▶ Material provided:
▶

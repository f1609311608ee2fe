//! Recorder daemon.
//!
//! Connects to the exchange feed, records order book events for every
//! subscribed market and drains buffered writes on Ctrl-C.
//!
//! Usage:
//!   RECORDER_API_KEY_ID=... RECORDER_API_SECRET=... \
//!   cargo run --release --bin recorder -- --config recorder.toml

use anyhow::{anyhow, Context, Result};
use clap::Parser;
use dotenv::dotenv;
use std::path::{Path, PathBuf};
use std::sync::Arc;
use std::time::Duration;
use tokio::sync::{mpsc, watch};
use tokio::time::interval;
use tracing::{error, info};
use tracing_subscriber::{layer::SubscriberExt, util::SubscriberInitExt};

use orderbook_recorder::feed::{ConnectionManager, Credentials, FeedHandle};
use orderbook_recorder::ingest::{DiscoveryListener, EventProcessor, WriteBuffer};
use orderbook_recorder::models::{now_ms, MarketStatus};
use orderbook_recorder::{MarketRegistry, RecordSource, RecorderConfig, SqliteStore};

#[derive(Parser, Debug)]
#[command(name = "recorder")]
#[command(about = "Record order book snapshots and deltas for binary markets")]
struct Args {
    /// TOML configuration file
    #[arg(long, env = "RECORDER_CONFIG")]
    config: Option<PathBuf>,

    /// SQLite database path (overrides config)
    #[arg(long)]
    db: Option<String>,

    /// Feed websocket URL (overrides config)
    #[arg(long)]
    ws_url: Option<String>,

    /// Additional tickers to subscribe at startup
    #[arg(long, value_delimiter = ',')]
    seed: Vec<String>,

    /// Materialize a snapshot per live market every N seconds
    #[arg(long)]
    snapshot_interval_secs: Option<u64>,

    /// Seconds between stats log lines
    #[arg(long, default_value = "60")]
    stats_interval_secs: u64,
}

#[tokio::main]
async fn main() -> Result<()> {
    load_env();
    init_tracing();

    let args = Args::parse();

    let mut config =
        RecorderConfig::load(args.config.as_deref()).context("Failed to load configuration")?;
    if let Some(db) = args.db {
        config.storage.db_path = db;
    }
    if let Some(url) = args.ws_url {
        config.feed.ws_url = url;
    }
    if let Some(secs) = args.snapshot_interval_secs {
        config.snapshots.materialize_interval_secs = Some(secs);
    }
    config.discovery.seed_tickers.extend(args.seed);
    config.validate(true).context("Invalid configuration")?;

    let credentials =
        Credentials::from_config(&config.feed).context("Feed API credentials not configured")?;

    info!(feed = ?config.feed, db = %config.storage.db_path, "Recorder starting");

    let store = Arc::new(
        SqliteStore::open(&config.storage.db_path).context("Failed to open history database")?,
    );
    let known = store
        .load_markets(None)
        .context("Failed to load persisted markets")?;
    let history = store
        .recorded_tails(
            known
                .iter()
                .map(|m| m.ticker.as_str())
                .chain(config.discovery.seed_tickers.iter().map(String::as_str)),
        )
        .context("Failed to read where recorded history ends")?;
    info!(markets = history.len(), "Resuming after recorded history");
    let restored: Vec<_> = known
        .into_iter()
        .filter(|m| m.status == MarketStatus::Active)
        .collect();

    let registry = Arc::new(MarketRegistry::with_history(history));
    let (feed, cmd_rx) = FeedHandle::channel(config.channels.command_capacity);
    let (frame_tx, frame_rx) = mpsc::channel(config.channels.frame_capacity);

    let buffer = WriteBuffer::new(store.clone(), config.write_buffer.clone());
    let buffer_stats = buffer.stats();
    let (records, buffer_task) = buffer.spawn();

    let discovery = DiscoveryListener::new(
        registry.clone(),
        feed.clone(),
        records.clone(),
        config.discovery.clone(),
    );
    let discovery_stats = discovery.stats();
    let restored_count = discovery.bootstrap(restored, now_ms()).await.len();
    info!(markets = restored_count, "Startup subscriptions queued");

    let processor = EventProcessor::new(
        registry.clone(),
        feed,
        records,
        discovery,
        config.snapshots.materialize_interval(),
    );
    let processor_stats = processor.stats();
    let processor_task = tokio::spawn(processor.run(frame_rx));

    let manager = ConnectionManager::new(
        config.feed.clone(),
        &config.backoff,
        credentials,
        registry.clone(),
        frame_tx,
        cmd_rx,
    );
    let connection_stats = manager.stats();
    let (shutdown_tx, shutdown_rx) = watch::channel(false);
    let mut manager_task = tokio::spawn(manager.run(shutdown_rx));

    let stats_task = {
        let store = store.clone();
        let registry = registry.clone();
        let connection_stats = connection_stats.clone();
        let processor_stats = processor_stats.clone();
        let buffer_stats = buffer_stats.clone();
        let discovery_stats = discovery_stats.clone();
        let period = Duration::from_secs(args.stats_interval_secs.max(1));
        tokio::spawn(async move {
            let mut ticker = interval(period);
            ticker.tick().await;
            loop {
                ticker.tick().await;
                info!(
                    markets = registry.len(),
                    subscribed = registry.subscription_count(),
                    connection = %connection_stats.summary(),
                    processor = %processor_stats.summary(),
                    discovery = %discovery_stats.summary(),
                    buffer = %buffer_stats.summary(),
                    storage = %store.stats().summary(),
                    "Recorder stats"
                );
            }
        })
    };

    let finished = tokio::select! {
        res = &mut manager_task => Some(res),
        _ = tokio::signal::ctrl_c() => {
            info!("Shutdown requested; draining");
            None
        }
    };
    let _ = shutdown_tx.send(true);
    let feed_result = match finished {
        Some(res) => res,
        None => manager_task.await,
    };

    // The manager dropped the frame sender; the processor drains what is
    // queued, then its record sender drops and the buffer flushes.
    if let Err(e) = processor_task.await {
        error!(error = %e, "Event processor task failed");
    }
    if let Err(e) = buffer_task.await {
        error!(error = %e, "Write buffer task failed");
    }
    stats_task.abort();

    info!(
        connection = %connection_stats.summary(),
        processor = %processor_stats.summary(),
        buffer = %buffer_stats.summary(),
        storage = %store.stats().summary(),
        "Recorder stopped"
    );

    match feed_result {
        Ok(Ok(())) => Ok(()),
        Ok(Err(e)) => Err(e).context("Feed connection halted"),
        Err(e) => Err(anyhow!("connection manager task failed: {e}")),
    }
}

fn init_tracing() {
    tracing_subscriber::registry()
        .with(
            tracing_subscriber::EnvFilter::try_from_default_env()
                .unwrap_or_else(|_| "orderbook_recorder=info,recorder=info".into()),
        )
        .with(tracing_subscriber::fmt::layer())
        .init();
}

fn load_env() {
    // Standard dotenv search (cwd + parents)
    let _ = dotenv();

    // Also the crate root .env when launched from elsewhere
    let manifest_env = Path::new(env!("CARGO_MANIFEST_DIR")).join(".env");
    if manifest_env.exists() {
        let _ = dotenv::from_path(&manifest_env);
    }
}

◀

▶ Task brief:
Search the records for the word "anyhow" and copy every line where it occurs.

▶ Exercise result:
use anyhow::{anyhow, Context, Result};
        Err(e) => Err(anyhow!("connection manager task failed: {e}")),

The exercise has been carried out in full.